### DATASET
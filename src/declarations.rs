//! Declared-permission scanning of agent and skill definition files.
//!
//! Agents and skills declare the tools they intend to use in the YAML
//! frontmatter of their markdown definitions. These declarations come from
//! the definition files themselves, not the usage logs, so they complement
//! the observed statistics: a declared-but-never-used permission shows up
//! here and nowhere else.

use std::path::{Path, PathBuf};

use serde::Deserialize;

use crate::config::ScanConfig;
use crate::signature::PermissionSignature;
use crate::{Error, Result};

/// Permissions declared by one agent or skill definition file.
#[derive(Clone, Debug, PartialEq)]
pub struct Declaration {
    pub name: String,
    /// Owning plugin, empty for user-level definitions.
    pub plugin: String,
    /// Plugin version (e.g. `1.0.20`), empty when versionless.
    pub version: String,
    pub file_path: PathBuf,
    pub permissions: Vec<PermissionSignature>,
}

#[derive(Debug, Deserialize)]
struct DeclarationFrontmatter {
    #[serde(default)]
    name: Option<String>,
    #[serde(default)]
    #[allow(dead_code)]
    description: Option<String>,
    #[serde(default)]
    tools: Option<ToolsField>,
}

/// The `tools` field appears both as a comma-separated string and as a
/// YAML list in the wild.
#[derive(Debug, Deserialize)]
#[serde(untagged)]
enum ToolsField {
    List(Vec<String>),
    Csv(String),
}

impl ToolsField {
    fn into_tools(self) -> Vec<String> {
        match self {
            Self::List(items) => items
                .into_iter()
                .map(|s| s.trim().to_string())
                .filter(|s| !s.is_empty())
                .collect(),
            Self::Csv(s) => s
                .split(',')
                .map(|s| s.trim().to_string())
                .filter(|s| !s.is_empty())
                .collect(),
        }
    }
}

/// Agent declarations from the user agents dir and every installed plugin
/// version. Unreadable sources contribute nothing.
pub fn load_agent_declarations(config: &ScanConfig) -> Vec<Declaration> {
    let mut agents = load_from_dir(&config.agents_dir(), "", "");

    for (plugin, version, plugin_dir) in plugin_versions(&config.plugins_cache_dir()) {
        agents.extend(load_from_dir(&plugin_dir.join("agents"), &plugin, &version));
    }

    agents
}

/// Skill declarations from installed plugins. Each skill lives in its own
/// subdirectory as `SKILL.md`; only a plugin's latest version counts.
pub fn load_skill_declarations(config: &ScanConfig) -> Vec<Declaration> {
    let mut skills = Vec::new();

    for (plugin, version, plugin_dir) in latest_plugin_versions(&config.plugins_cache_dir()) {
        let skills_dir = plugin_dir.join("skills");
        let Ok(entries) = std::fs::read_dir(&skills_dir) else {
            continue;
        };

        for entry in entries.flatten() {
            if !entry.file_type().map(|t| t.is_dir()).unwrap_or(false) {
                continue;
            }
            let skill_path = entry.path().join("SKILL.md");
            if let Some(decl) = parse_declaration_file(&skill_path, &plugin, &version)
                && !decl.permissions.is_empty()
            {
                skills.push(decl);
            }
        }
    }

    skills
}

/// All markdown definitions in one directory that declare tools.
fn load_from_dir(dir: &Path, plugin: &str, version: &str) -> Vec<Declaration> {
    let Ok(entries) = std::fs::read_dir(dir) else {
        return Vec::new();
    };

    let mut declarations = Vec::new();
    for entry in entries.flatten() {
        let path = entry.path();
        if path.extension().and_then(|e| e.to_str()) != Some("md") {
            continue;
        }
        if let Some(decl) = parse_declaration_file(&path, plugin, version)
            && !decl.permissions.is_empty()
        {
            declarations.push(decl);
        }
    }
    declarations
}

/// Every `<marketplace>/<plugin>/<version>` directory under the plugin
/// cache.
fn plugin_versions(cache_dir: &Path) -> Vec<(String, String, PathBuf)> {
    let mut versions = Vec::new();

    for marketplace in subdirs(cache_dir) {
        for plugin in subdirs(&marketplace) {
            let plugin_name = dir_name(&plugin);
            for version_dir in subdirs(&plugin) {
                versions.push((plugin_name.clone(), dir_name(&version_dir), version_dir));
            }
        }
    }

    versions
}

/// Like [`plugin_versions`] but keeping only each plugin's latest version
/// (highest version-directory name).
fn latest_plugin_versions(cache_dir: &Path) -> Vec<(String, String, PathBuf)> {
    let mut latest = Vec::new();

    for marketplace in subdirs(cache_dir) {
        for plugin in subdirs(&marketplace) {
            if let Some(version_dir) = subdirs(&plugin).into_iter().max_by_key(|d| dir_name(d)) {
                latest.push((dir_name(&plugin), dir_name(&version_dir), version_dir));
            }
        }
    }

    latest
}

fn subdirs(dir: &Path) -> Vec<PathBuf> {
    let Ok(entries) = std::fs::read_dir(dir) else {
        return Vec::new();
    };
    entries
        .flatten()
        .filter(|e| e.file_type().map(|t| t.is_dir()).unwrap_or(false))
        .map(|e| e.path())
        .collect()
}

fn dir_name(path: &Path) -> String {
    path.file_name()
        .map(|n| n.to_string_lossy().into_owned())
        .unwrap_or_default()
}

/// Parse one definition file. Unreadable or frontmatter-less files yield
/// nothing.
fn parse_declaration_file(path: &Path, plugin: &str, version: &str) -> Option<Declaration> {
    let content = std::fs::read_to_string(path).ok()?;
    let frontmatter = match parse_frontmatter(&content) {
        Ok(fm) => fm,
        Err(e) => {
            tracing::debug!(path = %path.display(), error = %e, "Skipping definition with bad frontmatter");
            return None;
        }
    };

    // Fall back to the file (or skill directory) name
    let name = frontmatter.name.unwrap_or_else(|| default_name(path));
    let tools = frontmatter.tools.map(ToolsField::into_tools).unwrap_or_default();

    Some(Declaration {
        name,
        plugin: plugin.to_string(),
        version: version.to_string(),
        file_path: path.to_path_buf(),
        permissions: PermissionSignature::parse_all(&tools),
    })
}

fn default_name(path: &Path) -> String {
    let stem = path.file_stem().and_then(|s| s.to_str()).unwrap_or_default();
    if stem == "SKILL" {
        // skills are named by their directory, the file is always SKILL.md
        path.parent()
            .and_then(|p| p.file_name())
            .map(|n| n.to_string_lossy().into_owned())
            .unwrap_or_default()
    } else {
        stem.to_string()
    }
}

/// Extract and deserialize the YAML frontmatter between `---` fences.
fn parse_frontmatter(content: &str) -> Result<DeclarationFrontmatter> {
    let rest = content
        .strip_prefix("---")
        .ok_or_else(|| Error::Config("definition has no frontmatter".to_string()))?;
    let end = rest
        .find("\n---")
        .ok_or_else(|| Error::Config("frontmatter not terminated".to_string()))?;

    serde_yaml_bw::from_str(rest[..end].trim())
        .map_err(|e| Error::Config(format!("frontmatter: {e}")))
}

---

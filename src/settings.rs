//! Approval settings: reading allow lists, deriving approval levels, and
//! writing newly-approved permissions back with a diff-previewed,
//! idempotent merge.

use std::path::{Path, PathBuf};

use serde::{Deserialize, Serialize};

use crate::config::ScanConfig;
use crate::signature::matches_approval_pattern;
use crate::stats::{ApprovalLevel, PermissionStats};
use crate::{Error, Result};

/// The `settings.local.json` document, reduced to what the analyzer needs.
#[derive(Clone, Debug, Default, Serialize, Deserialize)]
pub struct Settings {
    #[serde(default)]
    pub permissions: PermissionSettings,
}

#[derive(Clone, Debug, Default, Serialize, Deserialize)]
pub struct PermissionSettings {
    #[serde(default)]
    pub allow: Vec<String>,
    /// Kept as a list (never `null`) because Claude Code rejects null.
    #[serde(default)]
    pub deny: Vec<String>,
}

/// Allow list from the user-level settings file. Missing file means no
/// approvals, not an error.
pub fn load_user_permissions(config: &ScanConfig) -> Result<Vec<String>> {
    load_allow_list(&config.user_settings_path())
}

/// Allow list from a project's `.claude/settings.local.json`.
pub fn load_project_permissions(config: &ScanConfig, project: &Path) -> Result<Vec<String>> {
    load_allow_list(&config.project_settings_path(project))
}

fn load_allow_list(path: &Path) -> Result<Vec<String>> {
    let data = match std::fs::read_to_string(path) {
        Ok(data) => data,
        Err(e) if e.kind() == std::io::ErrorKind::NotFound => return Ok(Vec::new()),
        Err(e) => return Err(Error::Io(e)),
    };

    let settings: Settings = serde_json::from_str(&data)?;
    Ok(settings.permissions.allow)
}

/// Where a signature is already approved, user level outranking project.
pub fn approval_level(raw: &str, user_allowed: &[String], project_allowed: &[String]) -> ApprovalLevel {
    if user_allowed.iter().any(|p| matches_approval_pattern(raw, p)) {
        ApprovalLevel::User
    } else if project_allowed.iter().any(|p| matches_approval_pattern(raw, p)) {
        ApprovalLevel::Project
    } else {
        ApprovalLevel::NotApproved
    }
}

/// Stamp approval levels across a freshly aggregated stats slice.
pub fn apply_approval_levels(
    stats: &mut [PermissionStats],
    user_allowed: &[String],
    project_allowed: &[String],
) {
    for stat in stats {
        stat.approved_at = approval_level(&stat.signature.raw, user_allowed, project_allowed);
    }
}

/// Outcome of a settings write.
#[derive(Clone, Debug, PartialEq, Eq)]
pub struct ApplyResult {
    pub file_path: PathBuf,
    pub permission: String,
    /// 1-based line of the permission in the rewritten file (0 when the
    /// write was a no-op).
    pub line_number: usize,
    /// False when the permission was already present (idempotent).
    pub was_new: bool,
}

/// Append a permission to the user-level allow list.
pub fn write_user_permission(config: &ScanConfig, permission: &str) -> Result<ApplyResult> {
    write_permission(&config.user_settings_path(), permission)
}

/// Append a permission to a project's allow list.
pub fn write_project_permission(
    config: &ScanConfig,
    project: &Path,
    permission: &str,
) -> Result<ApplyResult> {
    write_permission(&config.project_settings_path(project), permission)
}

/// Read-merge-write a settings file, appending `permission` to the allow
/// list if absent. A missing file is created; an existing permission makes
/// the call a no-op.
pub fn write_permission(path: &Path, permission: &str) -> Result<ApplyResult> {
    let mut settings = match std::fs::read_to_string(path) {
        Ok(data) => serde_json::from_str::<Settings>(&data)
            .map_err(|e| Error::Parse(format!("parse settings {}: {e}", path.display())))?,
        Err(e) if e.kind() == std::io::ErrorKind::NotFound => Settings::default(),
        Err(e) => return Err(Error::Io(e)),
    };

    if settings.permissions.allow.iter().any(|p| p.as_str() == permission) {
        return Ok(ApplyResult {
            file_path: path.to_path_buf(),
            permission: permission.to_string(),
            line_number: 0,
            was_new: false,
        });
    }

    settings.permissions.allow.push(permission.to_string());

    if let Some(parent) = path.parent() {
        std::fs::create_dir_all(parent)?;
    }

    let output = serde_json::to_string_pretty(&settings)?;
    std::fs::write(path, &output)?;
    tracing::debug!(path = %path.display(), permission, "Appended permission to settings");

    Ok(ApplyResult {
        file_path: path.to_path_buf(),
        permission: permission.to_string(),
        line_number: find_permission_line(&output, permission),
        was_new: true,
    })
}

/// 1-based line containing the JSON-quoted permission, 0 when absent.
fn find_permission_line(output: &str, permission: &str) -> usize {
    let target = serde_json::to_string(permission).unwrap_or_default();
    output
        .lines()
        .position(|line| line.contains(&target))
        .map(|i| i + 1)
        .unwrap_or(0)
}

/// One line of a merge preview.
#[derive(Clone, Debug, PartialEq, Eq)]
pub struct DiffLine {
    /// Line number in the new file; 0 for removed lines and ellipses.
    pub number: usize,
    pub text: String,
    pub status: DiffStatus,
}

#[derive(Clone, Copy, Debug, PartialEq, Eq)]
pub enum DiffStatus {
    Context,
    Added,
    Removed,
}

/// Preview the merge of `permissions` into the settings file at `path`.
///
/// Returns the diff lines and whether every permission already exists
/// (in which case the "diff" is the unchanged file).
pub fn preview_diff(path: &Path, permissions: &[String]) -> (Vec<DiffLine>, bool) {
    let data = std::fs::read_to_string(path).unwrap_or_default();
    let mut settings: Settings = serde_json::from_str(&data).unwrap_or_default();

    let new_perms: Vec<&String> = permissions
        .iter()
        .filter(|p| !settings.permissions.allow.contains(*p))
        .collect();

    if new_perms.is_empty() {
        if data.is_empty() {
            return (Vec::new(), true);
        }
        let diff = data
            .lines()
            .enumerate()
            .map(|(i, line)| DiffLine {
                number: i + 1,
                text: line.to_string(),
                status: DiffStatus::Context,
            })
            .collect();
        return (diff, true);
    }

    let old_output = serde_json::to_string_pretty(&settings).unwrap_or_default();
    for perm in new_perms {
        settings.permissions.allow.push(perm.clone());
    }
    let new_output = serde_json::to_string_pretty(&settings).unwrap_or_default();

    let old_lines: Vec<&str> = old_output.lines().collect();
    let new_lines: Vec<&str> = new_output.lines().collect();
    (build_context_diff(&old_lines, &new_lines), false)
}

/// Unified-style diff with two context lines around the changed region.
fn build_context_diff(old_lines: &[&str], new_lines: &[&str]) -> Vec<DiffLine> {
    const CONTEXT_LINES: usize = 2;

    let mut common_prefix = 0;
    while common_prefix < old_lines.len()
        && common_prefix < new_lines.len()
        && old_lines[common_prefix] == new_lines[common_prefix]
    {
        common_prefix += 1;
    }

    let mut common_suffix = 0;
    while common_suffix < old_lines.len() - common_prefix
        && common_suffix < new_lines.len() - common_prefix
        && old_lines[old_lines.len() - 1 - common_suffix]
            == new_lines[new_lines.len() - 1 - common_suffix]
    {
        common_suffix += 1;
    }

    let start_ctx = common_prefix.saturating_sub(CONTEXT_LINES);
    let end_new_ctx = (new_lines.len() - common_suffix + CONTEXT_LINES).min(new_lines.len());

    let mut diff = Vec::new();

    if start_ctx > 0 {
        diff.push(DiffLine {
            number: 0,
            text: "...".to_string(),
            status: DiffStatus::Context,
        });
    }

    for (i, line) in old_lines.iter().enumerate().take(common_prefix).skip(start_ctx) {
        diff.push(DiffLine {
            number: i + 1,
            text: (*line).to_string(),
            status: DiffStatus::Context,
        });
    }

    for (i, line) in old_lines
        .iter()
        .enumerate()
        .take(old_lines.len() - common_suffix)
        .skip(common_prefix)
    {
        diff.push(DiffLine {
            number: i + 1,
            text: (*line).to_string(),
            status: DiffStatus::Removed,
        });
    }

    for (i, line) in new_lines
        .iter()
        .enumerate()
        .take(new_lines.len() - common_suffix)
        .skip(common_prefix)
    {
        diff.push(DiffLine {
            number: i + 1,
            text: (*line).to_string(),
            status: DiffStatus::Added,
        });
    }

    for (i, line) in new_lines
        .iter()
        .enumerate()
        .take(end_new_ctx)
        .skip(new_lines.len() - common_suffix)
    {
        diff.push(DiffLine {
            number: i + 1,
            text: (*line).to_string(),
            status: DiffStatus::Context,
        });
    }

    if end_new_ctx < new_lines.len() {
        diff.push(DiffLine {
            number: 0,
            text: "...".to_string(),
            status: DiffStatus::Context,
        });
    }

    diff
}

==

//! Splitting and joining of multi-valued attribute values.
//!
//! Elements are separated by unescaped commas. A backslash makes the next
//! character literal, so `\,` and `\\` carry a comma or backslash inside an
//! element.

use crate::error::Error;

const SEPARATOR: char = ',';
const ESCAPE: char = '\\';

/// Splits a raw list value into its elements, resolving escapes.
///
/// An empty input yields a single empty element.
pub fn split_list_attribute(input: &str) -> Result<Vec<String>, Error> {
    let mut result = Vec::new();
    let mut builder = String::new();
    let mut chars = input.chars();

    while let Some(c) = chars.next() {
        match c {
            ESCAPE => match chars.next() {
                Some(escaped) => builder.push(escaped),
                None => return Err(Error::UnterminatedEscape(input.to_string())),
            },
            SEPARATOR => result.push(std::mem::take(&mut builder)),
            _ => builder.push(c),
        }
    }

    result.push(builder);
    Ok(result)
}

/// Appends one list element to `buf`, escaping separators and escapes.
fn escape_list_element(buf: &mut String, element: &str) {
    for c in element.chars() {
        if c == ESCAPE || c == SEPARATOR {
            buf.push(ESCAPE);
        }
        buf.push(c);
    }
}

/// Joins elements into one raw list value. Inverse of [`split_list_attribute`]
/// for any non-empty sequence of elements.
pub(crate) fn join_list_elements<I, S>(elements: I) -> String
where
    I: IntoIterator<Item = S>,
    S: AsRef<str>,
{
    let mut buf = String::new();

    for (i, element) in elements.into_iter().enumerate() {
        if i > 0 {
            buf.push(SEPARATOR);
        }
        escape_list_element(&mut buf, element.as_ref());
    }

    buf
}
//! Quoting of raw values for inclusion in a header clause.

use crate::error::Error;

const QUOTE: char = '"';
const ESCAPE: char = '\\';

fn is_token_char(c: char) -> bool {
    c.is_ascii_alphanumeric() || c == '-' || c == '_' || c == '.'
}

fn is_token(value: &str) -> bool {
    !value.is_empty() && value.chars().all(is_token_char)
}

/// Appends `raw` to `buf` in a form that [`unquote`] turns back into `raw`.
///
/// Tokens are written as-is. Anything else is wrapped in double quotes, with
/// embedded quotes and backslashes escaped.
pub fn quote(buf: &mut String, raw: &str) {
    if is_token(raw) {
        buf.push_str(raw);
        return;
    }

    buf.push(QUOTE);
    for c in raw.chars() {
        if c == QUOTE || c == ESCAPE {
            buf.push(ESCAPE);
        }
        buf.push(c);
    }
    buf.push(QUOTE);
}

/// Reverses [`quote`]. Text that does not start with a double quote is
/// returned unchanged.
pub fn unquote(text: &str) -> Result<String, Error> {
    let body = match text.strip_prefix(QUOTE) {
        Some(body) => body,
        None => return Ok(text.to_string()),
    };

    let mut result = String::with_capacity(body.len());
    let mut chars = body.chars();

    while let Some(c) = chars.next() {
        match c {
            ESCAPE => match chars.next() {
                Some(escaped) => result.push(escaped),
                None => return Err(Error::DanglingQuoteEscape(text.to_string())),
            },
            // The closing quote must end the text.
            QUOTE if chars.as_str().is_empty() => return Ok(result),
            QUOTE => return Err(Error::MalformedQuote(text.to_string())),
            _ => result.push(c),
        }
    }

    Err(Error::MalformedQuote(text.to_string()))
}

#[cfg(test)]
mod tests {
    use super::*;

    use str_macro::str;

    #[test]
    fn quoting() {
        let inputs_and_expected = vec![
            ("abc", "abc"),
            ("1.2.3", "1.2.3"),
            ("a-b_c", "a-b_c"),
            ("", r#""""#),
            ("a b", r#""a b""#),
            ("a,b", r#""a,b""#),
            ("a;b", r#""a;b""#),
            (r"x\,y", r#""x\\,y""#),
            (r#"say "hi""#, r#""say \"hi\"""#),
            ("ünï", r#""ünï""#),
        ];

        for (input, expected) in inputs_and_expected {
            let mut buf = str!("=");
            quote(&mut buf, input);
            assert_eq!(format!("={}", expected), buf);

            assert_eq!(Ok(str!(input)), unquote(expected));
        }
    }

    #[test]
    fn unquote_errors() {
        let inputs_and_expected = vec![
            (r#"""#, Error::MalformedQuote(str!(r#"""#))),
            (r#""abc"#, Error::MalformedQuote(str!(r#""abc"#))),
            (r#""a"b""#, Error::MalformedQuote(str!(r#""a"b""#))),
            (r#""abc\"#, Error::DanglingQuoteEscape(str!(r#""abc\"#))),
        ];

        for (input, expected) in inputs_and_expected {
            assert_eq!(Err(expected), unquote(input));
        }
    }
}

### ABOUT THIS EXERCISE
Check each line of the records above for "escapes", and copy those that have it.

### RESPONSE AREA
/// Splits a raw list value into its elements, resolving escapes.
/// Appends one list element to `buf`, escaping separators and escapes.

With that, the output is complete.